Gimnasia no pudo seguir en la racha ganadora, tras la victoria conseguida en la semana ante Banfield y terminó perdiendo ante la Lepra Mendocina por 3-2. Goles de Enzo Martínez y Marcelo Torres para el Lobo, Sartori, Florentin y Martínez -en contra- para los de Méndoza
El arranque fue una ráfaga del Lobo: a los 2 minutos, un centro preciso de Barros Schelotto encontró a Enzo Martínez, quien con un cabezazo certero puso el 1-0 desde el vestuario.
El local parecía imponer las condiciones con un Ignacio Fernández movedizo y un Augusto Max que se convertía en el eje de la distribución. Sin embargo, la Lepra mendocina no se quedó atrás y con el pasar de los minutos volvió a reordenarse en el campo de juego.
A los 22 minutos, tras un centro de Sebastián Villa, Fabrizio Sartori estampó el empate. Pero la reacción platense fue inmediata:
Apenas tres minutos después, una combinación entre Nacho y Marcelo Torres (con cierta complicidad del ex Gimnasia, Ezequiel Bonifacio) devolvió la ventaja al local.
Cuando el primer tiempo moría en un 2-1 que parecía justo, un lateral lanzado por el mismo Bonifacio derivó en el gol de José Florentín para el 2-2 parcial.
El segundo tiempo fue una batalla de desgaste. Gimnasia sufrió la baja por lesión de Silva Torrejón y luego la de Giampaoli, obligando a realizar cambios defensivos (Melluso y Cortazzo).
El gran problema surgió bajo los tres palos: el juvenil Julián Kadijevic, que ya reemplazaba al lesionado Insfrán, comenzó a mostrar signos de una fuerte molestia en su gemelo derecho.

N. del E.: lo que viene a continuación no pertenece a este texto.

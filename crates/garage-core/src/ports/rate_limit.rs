//! Rate limiting port.

use std::time::Duration;

/// Rate limiter trait - abstraction over rate limiting backends.
///
/// `check` is synchronous so it can run inline in request middleware.
pub trait RateLimiter: Send + Sync {
    /// Check whether a request for `key` is allowed and consume one unit if so.
    fn check(&self, key: &str) -> Result<RateLimitResult, RateLimitError>;
}

/// Result of a rate limit check.
#[derive(Debug, Clone)]
pub struct RateLimitResult {
    pub allowed: bool,
    pub remaining: u32,
    pub reset_after: Duration,
}

/// Rate limit errors.
#[derive(Debug, thiserror::Error)]
pub enum RateLimitError {
    #[error("Backend error: {0}")]
    Backend(String),
}
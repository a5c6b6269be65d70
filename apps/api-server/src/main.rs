//! # Garage Forum API Server
//!
//! The main entry point for the Actix-web HTTP server.

use actix_web::{App, HttpServer};
use tracing_actix_web::TracingLogger;

mod config;
mod handlers;
mod middleware;
mod state;
mod telemetry;

use config::AppConfig;
use middleware::request_id::RequestIdMiddleware;
use state::AppState;
use telemetry::{TelemetryConfig, init_telemetry};

#[actix_web::main]
async fn main() -> std::io::Result<()> {
    // Load .env file if present
    dotenvy::dotenv().ok();

    init_telemetry(&TelemetryConfig::from_env());

    let config = AppConfig::from_env();

    tracing::info!(
        "Starting Garage Forum API Server on {}:{}",
        config.host,
        config.port
    );

    let state = AppState::new(&config).await;

    #[cfg(feature = "rate-limit")]
    let limiter: std::sync::Arc<dyn garage_core::ports::RateLimiter> = std::sync::Arc::new(
        garage_infra::InMemoryRateLimiter::new(config.rate_limit.clone()),
    );

    HttpServer::new(move || {
        let app = App::new();

        #[cfg(feature = "rate-limit")]
        let app = app.wrap(middleware::rate_limit::RateLimitMiddleware::new(
            limiter.clone(),
        ));

        app.wrap(RequestIdMiddleware)
            .wrap(TracingLogger::default())
            .configure(handlers::configure(state.clone()))
    })
    .bind((config.host.as_str(), config.port))?
    .run()
    .await
}
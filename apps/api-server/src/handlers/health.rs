//! Health check endpoint.

use actix_web::{HttpResponse, web};
use serde::Serialize;

use crate::state::AppState;

#[derive(Serialize)]
pub struct HealthResponse {
    pub status: &'static str,
    pub version: &'static str,
    pub storage: &'static str,
    pub timestamp: String,
}

/// GET /api/health
pub async fn health_check(state: web::Data<AppState>) -> HttpResponse {
    let response = HealthResponse {
        status: "ok",
        version: env!("CARGO_PKG_VERSION"),
        storage: state.storage,
        timestamp: chrono::Utc::now().to_rfc3339(),
    };

    HttpResponse::Ok().json(response)
}
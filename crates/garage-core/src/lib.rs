//! # Garage Core
//!
//! The domain layer of the Garage forum.
//! This crate contains pure business logic with zero infrastructure dependencies:
//! forum rules, the chatbot fallback and the daily usage governor.

pub mod chat;
pub mod domain;
pub mod error;
pub mod ports;
pub mod services;

pub use error::DomainError;
//! Chat log entity for SeaORM.

use sea_orm::Set;
use sea_orm::entity::prelude::*;

use garage_core::domain::ChatSource;

#[derive(Debug, Clone, Copy, PartialEq, Eq, EnumIter, DeriveActiveEnum)]
#[sea_orm(rs_type = "String", db_type = "Text")]
pub enum Source {
    #[sea_orm(string_value = "ai")]
    Ai,
    #[sea_orm(string_value = "fallback")]
    Fallback,
}

impl From<Source> for ChatSource {
    fn from(source: Source) -> Self {
        match source {
            Source::Ai => ChatSource::Ai,
            Source::Fallback => ChatSource::Fallback,
        }
    }
}

impl From<ChatSource> for Source {
    fn from(source: ChatSource) -> Self {
        match source {
            ChatSource::Ai => Source::Ai,
            ChatSource::Fallback => Source::Fallback,
        }
    }
}

#[derive(Clone, Debug, PartialEq, Eq, DeriveEntityModel)]
#[sea_orm(table_name = "chat_logs")]
pub struct Model {
    #[sea_orm(primary_key, auto_increment = false)]
    pub id: Uuid,
    #[sea_orm(nullable)]
    pub user_id: Option<Uuid>,
    #[sea_orm(column_type = "Text")]
    pub message: String,
    #[sea_orm(column_type = "Text")]
    pub response: String,
    pub source: Source,
    pub created_at: DateTimeWithTimeZone,
}

#[derive(Copy, Clone, Debug, EnumIter, DeriveRelation)]
pub enum Relation {
    #[sea_orm(
        belongs_to = "super::user::Entity",
        from = "Column::UserId",
        to = "super::user::Column::Id",
        on_update = "Cascade",
        on_delete = "SetNull"
    )]
    User,
}

impl Related<super::user::Entity> for Entity {
    fn to() -> RelationDef {
        Relation::User.def()
    }
}

impl ActiveModelBehavior for ActiveModel {}

impl From<Model> for garage_core::domain::ChatLog {
    fn from(model: Model) -> Self {
        Self {
            id: model.id,
            user_id: model.user_id,
            message: model.message,
            response: model.response,
            source: model.source.into(),
            created_at: model.created_at.into(),
        }
    }
}

impl From<garage_core::domain::ChatLog> for ActiveModel {
    fn from(log: garage_core::domain::ChatLog) -> Self {
        Self {
            id: Set(log.id),
            user_id: Set(log.user_id),
            message: Set(log.message),
            response: Set(log.response),
            source: Set(log.source.into()),
            created_at: Set(log.created_at.into()),
        }
    }
}
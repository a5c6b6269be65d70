//! Chatbot decision logic: prompt assembly, keyword fallback and usage limits.

pub mod fallback;
pub mod prompt;
pub mod usage;

pub use usage::{DAILY_LIMIT, DailyUsage};
//! User entity for SeaORM.

use sea_orm::Set;
use sea_orm::entity::prelude::*;

use garage_core::domain::UserRole;

#[derive(Debug, Clone, Copy, PartialEq, Eq, EnumIter, DeriveActiveEnum)]
#[sea_orm(rs_type = "String", db_type = "Text")]
pub enum Role {
    #[sea_orm(string_value = "USER")]
    User,
    #[sea_orm(string_value = "MODERATOR")]
    Moderator,
    #[sea_orm(string_value = "ADMIN")]
    Admin,
}

impl From<Role> for UserRole {
    fn from(role: Role) -> Self {
        match role {
            Role::User => UserRole::User,
            Role::Moderator => UserRole::Moderator,
            Role::Admin => UserRole::Admin,
        }
    }
}

impl From<UserRole> for Role {
    fn from(role: UserRole) -> Self {
        match role {
            UserRole::User => Role::User,
            UserRole::Moderator => Role::Moderator,
            UserRole::Admin => Role::Admin,
        }
    }
}

#[derive(Clone, Debug, PartialEq, Eq, DeriveEntityModel)]
#[sea_orm(table_name = "users")]
pub struct Model {
    #[sea_orm(primary_key, auto_increment = false)]
    pub id: Uuid,
    pub name: String,
    #[sea_orm(unique)]
    pub email: String,
    pub password_hash: String,
    pub role: Role,
    #[sea_orm(column_type = "Text", nullable)]
    pub profile: Option<String>,
    pub created_at: DateTimeWithTimeZone,
    pub updated_at: DateTimeWithTimeZone,
}

#[derive(Copy, Clone, Debug, EnumIter, DeriveRelation)]
pub enum Relation {}

impl ActiveModelBehavior for ActiveModel {}

/// Conversion from SeaORM Model to Domain User.
impl From<Model> for garage_core::domain::User {
    fn from(model: Model) -> Self {
        Self {
            id: model.id,
            name: model.name,
            email: model.email,
            password_hash: model.password_hash,
            role: model.role.into(),
            profile: model.profile,
            created_at: model.created_at.into(),
            updated_at: model.updated_at.into(),
        }
    }
}

/// Conversion from Domain User to SeaORM ActiveModel.
impl From<garage_core::domain::User> for ActiveModel {
    fn from(user: garage_core::domain::User) -> Self {
        Self {
            id: Set(user.id),
            name: Set(user.name),
            email: Set(user.email),
            password_hash: Set(user.password_hash),
            role: Set(user.role.into()),
            profile: Set(user.profile),
            created_at: Set(user.created_at.into()),
            updated_at: Set(user.updated_at.into()),
        }
    }
}
//! One conversation with the chat endpoint.

use anyhow::{Context, Result, bail};
use garage_shared::ErrorResponse;
use garage_shared::dto::{ChatRequest, ChatResponse};

/// Prior messages sent along with each question.
pub const HISTORY_SENT: usize = 4;

#[derive(Debug, Clone, Copy, PartialEq, Eq)]
pub enum Speaker {
    User,
    Assistant,
}

impl Speaker {
    fn label(self) -> &'static str {
        match self {
            Speaker::User => "ユーザー",
            Speaker::Assistant => "AI",
        }
    }
}

pub struct ChatSession {
    client: reqwest::Client,
    endpoint: String,
    token: Option<String>,
    transcript: Vec<(Speaker, String)>,
}

impl ChatSession {
    pub fn new(api_url: &str, token: Option<String>) -> Result<Self> {
        let client = reqwest::Client::builder()
            .timeout(std::time::Duration::from_secs(60))
            .build()
            .context("building HTTP client")?;

        Ok(Self {
            client,
            endpoint: format!("{}/api/chat", api_url.trim_end_matches('/')),
            token,
            transcript: Vec::new(),
        })
    }

    /// The trailing `HISTORY_SENT` transcript entries as `"<speaker>: <text>"` lines.
    pub fn history(&self) -> Vec<String> {
        let start = self.transcript.len().saturating_sub(HISTORY_SENT);
        self.transcript[start..]
            .iter()
            .map(|(speaker, text)| format!("{}: {}", speaker.label(), text))
            .collect()
    }

    pub async fn ask(&mut self, message: &str) -> Result<ChatResponse> {
        let body = ChatRequest {
            message: Some(message.to_string()),
            history: self.history(),
        };

        let mut request = self.client.post(&self.endpoint).json(&body);
        if let Some(token) = &self.token {
            request = request.bearer_auth(token);
        }

        let response = request
            .send()
            .await
            .with_context(|| format!("sending to {}", self.endpoint))?;

        let status = response.status();
        if !status.is_success() {
            let detail = response
                .json::<ErrorResponse>()
                .await
                .ok()
                .and_then(|e| e.detail)
                .unwrap_or_else(|| status.to_string());
            bail!("{detail}");
        }

        let reply: ChatResponse = response.json().await.context("decoding chat response")?;
        self.push(Speaker::User, message);
        self.push(Speaker::Assistant, &reply.response);
        Ok(reply)
    }

    fn push(&mut self, speaker: Speaker, text: &str) {
        self.transcript.push((speaker, text.to_string()));
    }
}

#[cfg(test)]
mod tests {
    use super::*;

    #[test]
    fn test_history_keeps_last_four_labelled() {
        let mut session = ChatSession::new("http://localhost:8080/", None).unwrap();
        assert!(session.history().is_empty());

        for i in 1..=3 {
            session.push(Speaker::User, &format!("質問{i}"));
            session.push(Speaker::Assistant, &format!("回答{i}"));
        }

        assert_eq!(
            session.history(),
            vec!["ユーザー: 質問2", "AI: 回答2", "ユーザー: 質問3", "AI: 回答3"]
        );
        assert_eq!(session.endpoint, "http://localhost:8080/api/chat");
    }
}
//! Reply handlers.

use actix_web::{HttpResponse, web};
use uuid::Uuid;

use garage_shared::ApiResponse;
use garage_shared::dto::CreateReplyRequest;

use crate::middleware::auth::Identity;
use crate::middleware::error::AppResult;
use crate::state::AppState;

/// GET /api/posts/{id}/replies
pub async fn list(state: web::Data<AppState>, path: web::Path<Uuid>) -> AppResult<HttpResponse> {
    let replies = state.forum.list_replies(path.into_inner()).await?;

    Ok(HttpResponse::Ok().json(ApiResponse::ok(replies)))
}

/// POST /api/posts/{id}/replies
pub async fn create(
    state: web::Data<AppState>,
    identity: Identity,
    path: web::Path<Uuid>,
    body: web::Json<CreateReplyRequest>,
) -> AppResult<HttpResponse> {
    let reply = state
        .forum
        .create_reply(identity.actor(), path.into_inner(), body.into_inner().content)
        .await?;

    Ok(HttpResponse::Created().json(ApiResponse::ok_with_message(
        reply,
        "回答が正常に投稿されました",
    )))
}

/// POST /api/posts/{id}/replies/{reply_id}/best-answer
pub async fn best_answer(
    state: web::Data<AppState>,
    identity: Identity,
    path: web::Path<(Uuid, Uuid)>,
) -> AppResult<HttpResponse> {
    let (post_id, reply_id) = path.into_inner();

    state
        .forum
        .mark_best_answer(identity.actor(), post_id, reply_id)
        .await?;

    Ok(HttpResponse::Ok().json(ApiResponse::message("ベストアンサーを選択しました")))
}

Pese a que el arquero advirtió su situación, Fernando Zaniratto agotó las ventanas de cambios con los ingresos de Auzmendi y Melluso, dejando a Kadijevic a merced de su físico en los últimos 10 minutos. El arquero apenas podía sostenerse en pie, siendo atendido por calambres en pleno descuento.
El destino le pasó factura al Lobo en el tiempo adicionado. Un error en la salida de Cortazzo le regaló el balón a Sebastián Villa, quien habilitó a Matías Fernández.
El centro rastrero de este último encontró la pierna del goleador de la tarde, Enzo Martínez, quien en su afán por cerrar terminó anotando en su propio arco para el 3-2 definitivo a favor de los mendocinos.
Con este resultado, el Lobo acentúa una racha negativa en el Bosque, donde ya suma tres encuentros sin ganar (derrotas ante Central e Independiente Rivadavia, y empate en el clásico ante Estudiantes).